Григорий Трестман - Свиток Эстэр
Такое чувство, будто в детстве именно этих «бесов» я заучивала на память вместе с пушкинскими. Или вместо?
И только ворон прибился к этой серой стае из другого поэта. Из другого поэта, но не из другой поэзии: русская поэзия всегда была больше, чем русская, ибо у нее врожденная способность усыновлять иноязычие. Так уже более века «усыновлен» Эдгар По. На птичьем дворе русской поэзии эдгаровский «Ворон» давным давно выклевал глаз горьковскому «Буревестнику», и явно обошел в известности и державинско-бродского «Снегиря», и мандельштамовского «Щегла».
Также сноровисто приручил ворона Трестман:
«Это Персия, царица! Лучше сплюнуть и напиться,
спьяну в птицу обратиться, головой в оконце биться:
– Здравствуй, ворон!
– Здравствуй, вор!
– Ты ответишь мне за вора!
– Сам докаркаешься скоро!
– Для чего нам эта ссора?!
– Съешь таблетку невермора,
кровью скрепим договор…»
А ворон еще и вор, потому что залетел в Сузы прямиком из мандельштамовского Воронежа, каковой город сам собой распадается на «вора» и «ворона»: «Воронеж-блажь, Воронеж-ворон, нож». (И, кстати, как не припомнить, что чекистские легковушки, перевозившие арестованных, народ нарек «воронками», а грузовики, набитые заключенными – «черными воронами».)

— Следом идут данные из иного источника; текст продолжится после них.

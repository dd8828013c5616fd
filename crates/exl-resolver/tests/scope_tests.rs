//! Scope catalog assembly, nested-scope copies, and shared-table
//! concurrency.

use exl_ast::{Expr, ExprKind};
use exl_resolver::{InvalidExpression, Resolver, ScopeCatalog};
use exl_types::{Modifiers, SymbolId, TypeId, TypeTable};

fn bound_symbol(expr: &Expr) -> Option<SymbolId> {
    let ExprKind::Variable(variable) = &expr.kind else {
        panic!("expected variable");
    };
    variable.resolved_symbol()
}

#[test]
fn add_context_keeps_input_order_and_duplicates() {
    let mut table = TypeTable::new();
    let guards = table.declare_type("Guards");
    let a = table.parameter("x", TypeId::INT);
    let b = table.local("x", TypeId::BOOLEAN);
    let f = table.add_method(guards, "f", &[], TypeId::INT);

    let mut catalog = ScopeCatalog::new();
    catalog.add_context(&table, &[a, f, b], false);
    catalog.add_context(&table, &[a], false);

    assert_eq!(catalog.variables(), [a, b, a]);
    assert_eq!(catalog.callables(), [f]);
}

#[test]
fn restrict_to_public_filters_variables_but_not_callables() {
    let mut table = TypeTable::new();
    let point = table.declare_type("Point");
    let shown = table.add_field(point, "x", TypeId::INT, Modifiers::PUBLIC);
    let hidden = table.add_field(point, "cache", TypeId::INT, Modifiers::empty());
    let norm = table.add_method(point, "norm", &[], TypeId::INT);

    let mut catalog = ScopeCatalog::new();
    catalog.add_context(&table, &[shown, hidden, norm], true);

    assert_eq!(catalog.variables(), [shown]);
    assert_eq!(catalog.callables(), [norm]);
}

#[test]
fn copy_puts_the_new_context_first() {
    let mut table = TypeTable::new();
    let outer = table.parameter("x", TypeId::INT);
    let inner = table.local("x", TypeId::BOOLEAN);

    let catalog = ScopeCatalog::from_context(&table, &[outer]);
    let copied = catalog.copy(&table, &[inner]);

    assert_eq!(copied.variables(), [inner, outer]);
    // The source catalog is untouched.
    assert_eq!(catalog.variables(), [outer]);
}

#[test]
fn inner_scope_shadows_outer_scope() {
    let mut table = TypeTable::new();
    let outer = table.parameter("x", TypeId::INT);
    let inner = table.local("x", TypeId::BOOLEAN);

    let resolver = Resolver::new(&table, &[outer]);
    let nested = resolver.copy(&[inner]);

    let mut inner_ref = Expr::variable("x");
    nested.resolve(&mut inner_ref).unwrap();
    assert_eq!(bound_symbol(&inner_ref), Some(inner));
    assert_eq!(inner_ref.resolved_type(&table), Some(TypeId::BOOLEAN));

    // The original resolver still binds the outer symbol.
    let mut outer_ref = Expr::variable("x");
    resolver.resolve(&mut outer_ref).unwrap();
    assert_eq!(bound_symbol(&outer_ref), Some(outer));
}

#[test]
fn copied_resolver_inherits_callables() {
    let mut table = TypeTable::new();
    let guards = table.declare_type("Guards");
    let f = table.add_method(guards, "f", &[], TypeId::BOOLEAN);
    let extra = table.local("x", TypeId::INT);

    let resolver = Resolver::new(&table, &[f]);
    let nested = resolver.copy(&[extra]);

    let mut expr = Expr::call("f", vec![]);
    nested.resolve(&mut expr).unwrap();
    assert_eq!(expr.resolved_type(&table), Some(TypeId::BOOLEAN));
}

#[test]
fn first_match_wins_among_duplicate_names() {
    let mut table = TypeTable::new();
    let first = table.parameter("x", TypeId::INT);
    let second = table.local("x", TypeId::BOOLEAN);

    let resolver = Resolver::new(&table, &[first, second]);
    let mut expr = Expr::variable("x");
    resolver.resolve(&mut expr).unwrap();
    assert_eq!(bound_symbol(&expr), Some(first));
}

#[test]
fn unresolved_in_copied_scope_still_fails() {
    let mut table = TypeTable::new();
    let outer = table.parameter("x", TypeId::INT);
    let resolver = Resolver::new(&table, &[outer]).copy(&[]);

    let mut expr = Expr::variable("y");
    let err = resolver.resolve(&mut expr).unwrap_err();
    assert_eq!(
        err,
        InvalidExpression::UnresolvedVariable {
            name: "y".to_string()
        }
    );
}

#[test]
fn independent_roots_resolve_concurrently_over_one_table() {
    use rayon::prelude::*;

    let mut table = TypeTable::new();
    let guards = table.declare_type("Guards");
    let f = table.add_method(guards, "f", &[TypeId::INT], TypeId::BOOLEAN);
    let limit = table.parameter("limit", TypeId::INT);
    let scope = vec![f, limit];

    let results: Vec<_> = (0..32)
        .into_par_iter()
        .map(|i| {
            let resolver = Resolver::new(&table, &scope);
            let mut expr = Expr::binary(
                "||",
                Expr::call("f", vec![Expr::int(format!("{i}"))]),
                Expr::negate(Expr::call("f", vec![Expr::variable("limit")])),
            );
            resolver.resolve(&mut expr).map(|()| {
                let ExprKind::Binary(binary) = &expr.kind else {
                    panic!("expected binary");
                };
                binary.resolved_type()
            })
        })
        .collect();

    for result in results {
        assert_eq!(result, Ok(Some(TypeId::BOOLEAN)));
    }
}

…От Пушкина до Мандельштама всего – ничего, каких-то сто лет пути. Но, в отличие от злосчастного русского бездорожья, путь в русской культуре прям, как автобан, ухожен и обжит.
А это значит, что никогда, никогда, «невермор» пушкинские «Бесы» не будут кружить в отрыве от «Бесов» Достоевского, да и сологубовского «мелкого беса»… Что любая метель, включая «звездную метель» «Свитка Эстер» многократно усилена блоковскими метелями и вьюгами, а сочетание метели с маской «Свитка» помножено на блоковские же «снежные маски», что развороченное лоно девочки Адасы тянется к такому же девочки Лолиты… На иврите до сих пор посылают к Азазелю, как по-русски к черту. Древний семитский бес прожил разнообразную, полную приключений жизнь – от падшего ангела до козла, пусть отпущения, а все– козел. По дороге он успел еще нагадить тем, что изобрел женскую косметику: боевая раскраска лица, умащения и пр. Но в русском тексте Азазель, хоть и помнит свою родословную по части парфюмерии – все же личная собственность Булгакова, его домашнее животное, вроде кошки или собаки, да еще с Маргаритой на поводке (омолаживающий-то крем помните?).
Нет, это не задний ход воображаемой машины времени, прыжок из настоящего в прошлое, из смерти в рождение, как в набоковском Гоголе, или из XXI-го в XVI-й, как в трестмановском «Големе». Тут другое. Тут: радикально однородный пласт сознания, где рядком, в шеренгу, на едином храпе и хрипе прикорнуло другое время – время мифа. Вглядываясь в зияющую прорву еврейского мифа Трестман заручился поддержкой русской поэзии как средством от головокружения, – и он же с пугающей ясностью показал, что: сама русская поэзия и примкнувшие к ней культуры превратились в миф. («Заратустра наливает Ницше, Мордехаю-Кафка полный рог…»).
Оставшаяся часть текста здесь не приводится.